[Stored data]

use rand::{
    distributions::{Distribution, Standard},
    Rng,
};
use std::fmt;
use std::io::{self, Write};
use tracing::{debug, trace};

use crate::config::ClearMode;

pub const BOARD_SIZE: usize = 4;

/// Accepted random moves applied by [`Board::randomize`].
pub const SHUFFLE_MOVES: usize = 1000;

#[derive(Debug, Clone, Copy, PartialEq, Eq)]
pub enum Direction {
    Up,
    Down,
    Left,
    Right,
}

impl Direction {
    pub const ALL: [Direction; 4] = [
        Direction::Up,
        Direction::Down,
        Direction::Left,
        Direction::Right,
    ];

    pub fn invert(&self) -> Self {
        match self {
            Direction::Up => Direction::Down,
            Direction::Down => Direction::Up,
            Direction::Left => Direction::Right,
            Direction::Right => Direction::Left,
        }
    }

    pub fn random<R: Rng + ?Sized>(rng: &mut R) -> Self {
        rng.gen()
    }
}

impl Distribution<Direction> for Standard {
    fn sample<R: Rng + ?Sized>(&self, rng: &mut R) -> Direction {
        Direction::ALL[rng.gen_range(0..Direction::ALL.len())]
    }
}

impl fmt::Display for Direction {
    fn fmt(&self, f: &mut fmt::Formatter<'_>) -> fmt::Result {
        let s = match *self {
            Direction::Up => "up",
            Direction::Down => "down",
            Direction::Left => "left",
            Direction::Right => "right",
        };
        write!(f, "{}", s)
    }
}

#[derive(Debug, Clone, Copy, PartialEq, Eq)]
pub struct Point {
    pub x: i32,
    pub y: i32,
}

impl Point {
    pub fn new(x: i32, y: i32) -> Self {
        Self { x, y }
    }

    /// No bounds checking; that is up to the board.
    pub fn adjacent(&self, direction: Direction) -> Self {
        match direction {
            Direction::Up => Point::new(self.x, self.y - 1),
            Direction::Down => Point::new(self.x, self.y + 1),
            Direction::Left => Point::new(self.x - 1, self.y),
            Direction::Right => Point::new(self.x + 1, self.y),
        }
    }
}

/// A numbered tile, or the empty slot when the value is 0.
#[derive(Debug, Clone, Copy, PartialEq, Eq, Default)]
pub struct Tile(u8);

impl Tile {
    pub const EMPTY: Tile = Tile(0);

    pub const fn new(value: u8) -> Self {
        debug_assert!(value <= 15, "tile value out of range");
        Self(value)
    }

    pub fn is_empty(&self) -> bool {
        self.0 == 0
    }

    pub fn value(&self) -> u8 {
        self.0
    }
}

impl fmt::Display for Tile {
    fn fmt(&self, f: &mut fmt::Formatter<'_>) -> fmt::Result {
        if self.is_empty() {
            write!(f, "    ")
        } else {
            write!(f, "{:>3} ", self.0)
        }
    }
}

/// The 4x4 grid, indexed `[row][col]` with `x = col` and `y = row`.
///
/// Tiles only ever change places through [`Board::swap`], so a board built
/// from [`Board::SOLVED`] always holds exactly one empty tile.
#[derive(Debug, Clone, Copy, PartialEq, Eq)]
pub struct Board {
    tiles: [[Tile; BOARD_SIZE]; BOARD_SIZE],
}

impl Board {
    /// Tiles 1 to 15 in row-major order with the empty slot last.
    pub const SOLVED: Board = Board::solved();

    const fn solved() -> Self {
        let mut tiles = [[Tile::EMPTY; BOARD_SIZE]; BOARD_SIZE];
        let mut i = 0;
        while i < BOARD_SIZE * BOARD_SIZE - 1 {
            tiles[i / BOARD_SIZE][i % BOARD_SIZE] = Tile::new(i as u8 + 1);
            i += 1;
        }
        Self { tiles }
    }

    pub fn new() -> Self {
        Self::SOLVED
    }

    pub fn tile(&self, point: Point) -> Option<Tile> {
        if Self::is_in_bounds(point) {
            Some(self.tiles[point.y as usize][point.x as usize])
        } else {
            None
        }
    }

    pub fn find_empty_position(&self) -> Point {
        for (y, row) in self.tiles.iter().enumerate() {
            for (x, tile) in row.iter().enumerate() {
                if tile.is_empty() {
                    return Point::new(x as i32, y as i32);
                }
            }
        }

        panic!("board has no empty tile: {:?}", self.tiles);
    }

    pub fn is_in_bounds(point: Point) -> bool {
        let size = BOARD_SIZE as i32;
        (0..size).contains(&point.x) && (0..size).contains(&point.y)
    }

    /// Both points must already be in bounds.
    pub fn swap(&mut self, a: Point, b: Point) {
        let tile_a = self.tiles[a.y as usize][a.x as usize];
        self.tiles[a.y as usize][a.x as usize] = self.tiles[b.y as usize][b.x as usize];
        self.tiles[b.y as usize][b.x as usize] = tile_a;
    }

    /// Slides the tile on the far side of the empty slot in `direction`.
    /// Returns false and leaves the board untouched when no such tile exists.
    pub fn attempt_move(&mut self, direction: Direction) -> bool {
        let empty = self.find_empty_position();
        let adjacent = empty.adjacent(direction.invert());

        let Some(tile) = self.tile(adjacent) else {
            trace!(%direction, ?empty, "move rejected");
            return false;
        };

        self.swap(adjacent, empty);
        trace!(%direction, tile = tile.value(), to = ?empty, "tile moved");
        true
    }

    pub fn is_solved(&self) -> bool {
        *self == Self::SOLVED
    }

    pub fn randomize<R: Rng + ?Sized>(&mut self, rng: &mut R) {
        let mut accepted = 0;
        let mut draws = 0;

        while accepted < SHUFFLE_MOVES {
            draws += 1;
            if self.attempt_move(Direction::random(rng)) {
                accepted += 1;
            }
        }

        debug!(accepted, draws, "board shuffled");
    }

    pub fn render<W: Write>(&self, out: &mut W, clear: &ClearMode) -> io::Result<()> {
        clear.write_preamble(out)?;
        write!(out, "{}", self)
    }
}

impl Default for Board {
    fn default() -> Self {
        Self::new()
    }
}

impl fmt::Display for Board {
    fn fmt(&self, f: &mut fmt::Formatter<'_>) -> fmt::Result {
        for row in &self.tiles {
            for tile in row {
                write!(f, "{}", tile)?;
            }
            writeln!(f)?;
        }
        Ok(())
    }
}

## YOUR TASK
What lines hold the string "Left"? Pick them out of the data.

## SOLUTION BELOW
    Left,
        Direction::Left,
            Direction::Left => Direction::Right,
            Direction::Right => Direction::Left,
            Direction::Left => "left",
            Direction::Left => Point::new(self.x - 1, self.y),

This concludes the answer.